Paukenschlag in der Pflege: Münchenstift führt Vier-Tage-Woche für alle Beschäftigten ein

Dominik Hübenthal
Vier-Tage-Woche in der Pflege: Münchenstift weitet Erfolgsmodell aus

Es ist ein mutiger und zukunftsweisender Schritt in einer Branche, die seit Jahren unter enormem Druck steht: Der kommunale Pflegeheimbetreiber Münchenstift macht die Vier-Tage-Woche zum Standard. Nachdem das Arbeitszeitmodell in den vergangenen sechs Monaten intensiv in der direkten Pflege getestet wurde, zieht das Unternehmen nun eine überaus positive Bilanz. Die Konsequenz: Das Modell wird ab sofort auf das gesamte Unternehmen und sämtliche Berufsgruppen ausgeweitet.
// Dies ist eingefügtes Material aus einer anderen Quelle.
// Copyright 2020 Zachary Stewart
//
// Licensed under the Apache License, Version 2.0 (the "License");
// you may not use this file except in compliance with the License.
// You may obtain a copy of the License at
//
//     http://www.apache.org/licenses/LICENSE-2.0
//
// Unless required by applicable law or agreed to in writing, software
// distributed under the License is distributed on an "AS IS" BASIS,
// WITHOUT WARRANTIES OR CONDITIONS OF ANY KIND, either express or implied.
// See the License for the specific language governing permissions and
// limitations under the License.

//! Rendering of boards and match events on the terminal.
use std::fmt;

use battlefront::{
    board::{Board, CellView},
    game::{EventSink, GameEvent, ShotOutcome},
    player::Player,
};

/// Display helper that prints a single cell.
struct Glyph(CellView);

impl Glyph {
    fn symbol(&self) -> &'static str {
        match self.0 {
            CellView::Fog => "~",
            CellView::Empty => ".",
            CellView::Vessel => "A",
            CellView::Bonus => "@",
            CellView::Hit => "X",
            CellView::Miss => "o",
            CellView::BonusFound => "*",
        }
    }
}

impl fmt::Display for Glyph {
    fn fmt(&self, f: &mut fmt::Formatter) -> fmt::Result {
        f.pad(self.symbol())
    }
}

/// Print the board. With `hide_occupied` set, only cells the opponent has uncovered
/// are shown.
pub fn show_board(board: &Board, hide_occupied: bool) {
    print!("   ");
    for i in 0..board.size() {
        print!("{:^3}", i);
    }
    println!();
    for (i, row) in board.render(hide_occupied).enumerate() {
        print!("{:>2} ", i);
        for cell in row {
            print!("{:^3}", Glyph(cell));
        }
        println!();
    }
}

/// Print the legend for the board symbols.
pub fn show_legend() {
    println!(
        "Legend: {} unknown  {} open space  {} spaceship  {} planet  {} hit  {} miss  {} planet found",
        Glyph(CellView::Fog),
        Glyph(CellView::Empty),
        Glyph(CellView::Vessel),
        Glyph(CellView::Bonus),
        Glyph(CellView::Hit),
        Glyph(CellView::Miss),
        Glyph(CellView::BonusFound),
    );
}

/// Prints match events as plain sentences.
pub struct EventPrinter {
    names: [String; 2],
    human: Player,
}

impl EventPrinter {
    pub fn new(p1: &str, p2: &str, human: Player) -> Self {
        Self {
            names: [p1.to_owned(), p2.to_owned()],
            human,
        }
    }

    fn name(&self, player: Player) -> &str {
        match player {
            Player::P1 => &self.names[0],
            Player::P2 => &self.names[1],
        }
    }
}

impl EventSink for EventPrinter {
    fn notify(&mut self, event: &GameEvent) {
        match event {
            GameEvent::MatchStarted { first } => {
                println!("{} fires first.", self.name(*first));
            }
            GameEvent::Shot(report) => {
                let name = self.name(report.attacker);
                match report.outcome {
                    ShotOutcome::Hit { sunk: true, .. } => {
                        println!("{} destroyed a spaceship at {}.", name, report.coord)
                    }
                    ShotOutcome::Hit { sunk: false, .. } => {
                        println!("{} hit a spaceship at {}.", name, report.coord)
                    }
                    ShotOutcome::Bonus => println!(
                        "{} found extra munitions at {}, take another shot!",
                        name, report.coord
                    ),
                    ShotOutcome::Miss => {
                        println!("{} shot and found nothing at {}.", name, report.coord)
                    }
                }
            }
            GameEvent::MatchOver(summary) => match summary.winner {
                Some(winner) => {
                    println!(
                        "{} has destroyed {}/{} spaceships in {} rounds.",
                        self.name(winner),
                        summary.destroyed,
                        summary.placed,
                        summary.turns
                    );
                    if winner == self.human {
                        println!("Congratulations, you won!");
                    } else {
                        println!("Game over. Better luck next time!");
                    }
                }
                None => println!("The match ended without a winner."),
            },
        }
    }
}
Erfolgreiche Testphase in der direkten Versorgung

Der Pflegeberuf ist körperlich und emotional extrem fordernd. Um die Belastung der Mitarbeitenden zu reduzieren und gleichzeitig die Attraktivität des Berufsfeldes zu steigern, startete das Unternehmen vor einem halben Jahr ein ambitioniertes Pilotprojekt. Pflegekräfte erhielten die Möglichkeit, ihre Arbeitszeit auf vier Tage pro Woche zu verteilen. Die gewonnene Flexibilität und die längeren Erholungsphasen zeigten schnell Wirkung. Die Zufriedenheit der Belegschaft stieg spürbar an, die Ausfallzeiten sanken, während die Qualität der Versorgung auf dem gewohnt hohen Niveau blieb.

Gleichberechtigung für alle Berufsgruppen

Dass nun nicht nur das Pflegepersonal, sondern auch die Verwaltung, die Hauswirtschaft, die Küche und die Technik von dem neuen Arbeitszeitmodell profitieren, setzt ein starkes Zeichen für die Gleichberechtigung innerhalb des Unternehmens. Oftmals führen isolierte Arbeitszeitmodelle zu Unmut zwischen verschiedenen Abteilungen, da sich manche Mitarbeitende benachteiligt fühlen. Mit der unternehmensweiten Ausweitung beugt der Betreiber einer solchen Zweiklassengesellschaft vor und stärkt stattdessen das Wir-Gefühl der gesamten Belegschaft.

Ein wichtiges Signal gegen den Fachkräftemangel

In Zeiten, in denen Kliniken und Pflegeeinrichtungen händeringend nach Personal suchen, gewinnen innovative Arbeitsbedingungen massiv an Bedeutung. Die Vier-Tage-Woche bietet entscheidende Vorteile für Arbeitnehmer und Arbeitgeber:

  • Längere Erholungsphasen: Drei freie Tage am Stück ermöglichen eine wesentlich bessere physische und psychische Regeneration.
  • Bessere Vereinbarkeit: Familie, Freizeit und Beruf lassen sich harmonischer miteinander verbinden, was gerade in Schichtberufen von unschätzbarem Wert ist.
  • Höhere Arbeitgeberattraktivität: Einrichtungen mit modernen Arbeitszeitmodellen haben einen klaren Wettbewerbsvorteil bei der Personalgewinnung und binden bestehendes Personal langfristig.

Mit der flächendeckenden Einführung der Vier-Tage-Woche positioniert sich das Unternehmen als absoluter Vorreiter in der deutschen Pflegelandschaft. Es bleibt abzuwarten, wie schnell andere Träger diesem Beispiel folgen werden, um im Kampf um die besten Fachkräfte nicht den Anschluss zu verlieren. Für die Beschäftigten vor Ort ist dieser Schritt jedenfalls schon heute ein historischer Meilenstein für gesundes Arbeiten in der Pflege.